This new device of putting parents to the test is being adopted in many differing ways by health boards, by school boards, by children's courts, by church committees of investigation, and by the superintendents of charitable agencies. This all means that a standard of child-life is being attained, a measure of the normal, divergence from which is an indication of the abnormal, either in capacity or condition. This is a wholesome movement, although sometimes carried out in unwise and unsympathetic ways. This should enable parents to find out if they have average children and what to do with defects that are remediable. This is also one of the ways by which we measure the social need to help parents who are themselves handicapped in any way to do their duty by their children.
What we need, however, is more than this—we need some definite knowledge of what sort of children we have in one generation with which to build the next generation. We need to be able to take account of our social stock as we go along. To do this the home must be supplemented specifically and adequately by the school. In the school we have opportunity of wide study of varying types, of comparison of differing rates of progress, of getting at actual knowledge of actual quality and capacity in a child as related to the like in other children. This investigative function of the school has been used for the most part to ascertain what children were defective. This is useful. We need, also, to use it with far more ingenuity to ascertain what children are most promising and most likely to dower the race with special gifts.
New Observation Records for Children.—A very important "Observation Record for the Selection of Gifted Children in the Elementary Schools" has been drawn up by Julie A. Badanes, which has been published with an introduction by Dr.

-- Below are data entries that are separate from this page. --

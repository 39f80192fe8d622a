//! Application state definitions

use super::forms::{ContentRecord, ContentType, FormFocus, FormSession};
use std::collections::VecDeque;

/// Everything the shell keeps between key events
#[derive(Debug, Clone)]
pub struct AppState {
    /// The live form session; replaced when a new one is started
    pub session: FormSession,
    /// Keyboard focus within the session
    pub focus: FormFocus,
    /// Content type new sessions start with
    pub default_content_type: ContentType,
    /// Last record accepted by the sink
    pub last_record: Option<ContentRecord>,
    /// Transient one-line message for the status bar
    pub status_message: Option<String>,
    /// Errors waiting to be shown in the modal dialog, oldest first
    error_queue: VecDeque<String>,
}

impl AppState {
    pub fn new(default_content_type: ContentType) -> Self {
        Self {
            session: FormSession::new(default_content_type),
            focus: FormFocus::default(),
            default_content_type,
            last_record: None,
            status_message: None,
            error_queue: VecDeque::new(),
        }
    }

    /// Discard the current session and start an empty one
    pub fn start_new_session(&mut self) {
        tracing::info!("Starting new form session");
        self.session = FormSession::new(self.default_content_type);
        self.focus = FormFocus::default();
        self.status_message = None;
    }

    pub fn push_error(&mut self, message: String) {
        tracing::warn!(%message, "Error queued");
        self.error_queue.push_back(message);
    }

    pub fn has_errors(&self) -> bool {
        !self.error_queue.is_empty()
    }

    pub fn current_error(&self) -> Option<&str> {
        self.error_queue.front().map(String::as_str)
    }

    /// Errors queued behind the one on screen
    pub fn pending_errors(&self) -> usize {
        self.error_queue.len().saturating_sub(1)
    }

    pub fn dismiss_error(&mut self) {
        self.error_queue.pop_front();
    }
}

impl Default for AppState {
    fn default() -> Self {
        Self::new(ContentType::default())
    }
}

#[cfg(test)]
mod tests {
    use super::*;
    use crate::state::forms::{BaseField, SessionState};

    #[test]
    fn test_error_queue_is_fifo() {
        let mut state = AppState::default();
        assert!(!state.has_errors());
        state.push_error("first".to_string());
        state.push_error("second".to_string());
        assert_eq!(state.current_error(), Some("first"));
        assert_eq!(state.pending_errors(), 1);
        state.dismiss_error();
        assert_eq!(state.current_error(), Some("second"));
        state.dismiss_error();
        assert!(!state.has_errors());
    }

    #[test]
    fn test_dismiss_on_empty_queue_is_noop() {
        let mut state = AppState::default();
        state.dismiss_error();
        assert!(state.current_error().is_none());
    }

    #[test]
    fn test_new_session_uses_default_content_type() {
        let mut state = AppState::new(ContentType::Event);
        state.session.set_base(BaseField::Title, "Old");
        state.start_new_session();
        assert_eq!(state.session.content_type(), "Event");
        assert_eq!(state.session.base(BaseField::Title), "");
        assert_eq!(state.session.state(), SessionState::Editing);
    }
}
//! Button component for TUI

use ratatui::{
    layout::Rect,
    style::{Color, Modifier, Style},
    widgets::{Block, Borders, Paragraph},
    Frame,
};

/// Button height in rows (top border + content + bottom border)
pub const BUTTON_HEIGHT: u16 = 3;

/// Render a generic button with border
pub fn render_button(
    frame: &mut Frame,
    area: Rect,
    content: &str,
    is_selected: bool,
    is_enabled: bool,
) {
    let border_style = if is_selected {
        Style::default().fg(Color::Cyan)
    } else {
        Style::default().fg(Color::DarkGray)
    };

    let text_style = if is_selected {
        Style::default()
            .fg(Color::Cyan)
            .add_modifier(Modifier::BOLD)
    } else if !is_enabled {
        Style::default().fg(Color::DarkGray)
    } else {
        Style::default()
    };

    let paragraph = Paragraph::new(format!(" {content} ")).style(text_style);
    let block = Block::default()
        .borders(Borders::ALL)
        .border_style(border_style);

    frame.render_widget(paragraph.block(block), area);
}

/// Render a form action button with its shortcut
pub fn render_action_button(
    frame: &mut Frame,
    area: Rect,
    label: &str,
    shortcut: &str,
    is_selected: bool,
    is_enabled: bool,
) {
    let content = format!("{label} ({shortcut})");
    render_button(frame, area, &content, is_selected, is_enabled);
}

Saul Badanes. In this introduction it is well said that "the idea of establishing a norm for every school year" is a new one. The measurement of intelligence by Binet dates only back to 1905. In the treatment of the "Intelligence of Pupils," Meumann declares "that the problem of measuring the intelligence of school children is the basic problem in education." Recently William Stern has dealt at length with "The Selection of Gifted Children in Public Schools" and with related elements of investigation of the intelligence of children. William H. Allen, in his book, Universal Training for American Citizenship, has, as Doctor Badanes notes, given a chapter to the "Training of the Specially Gifted." We are all concerned with growing earnestness in the problem of getting in democracy the leadership which all social organization requires. It is, therefore, of the most intense interest to all thoughtful people how the flower of the family is nurtured and in what manner it is made to bloom.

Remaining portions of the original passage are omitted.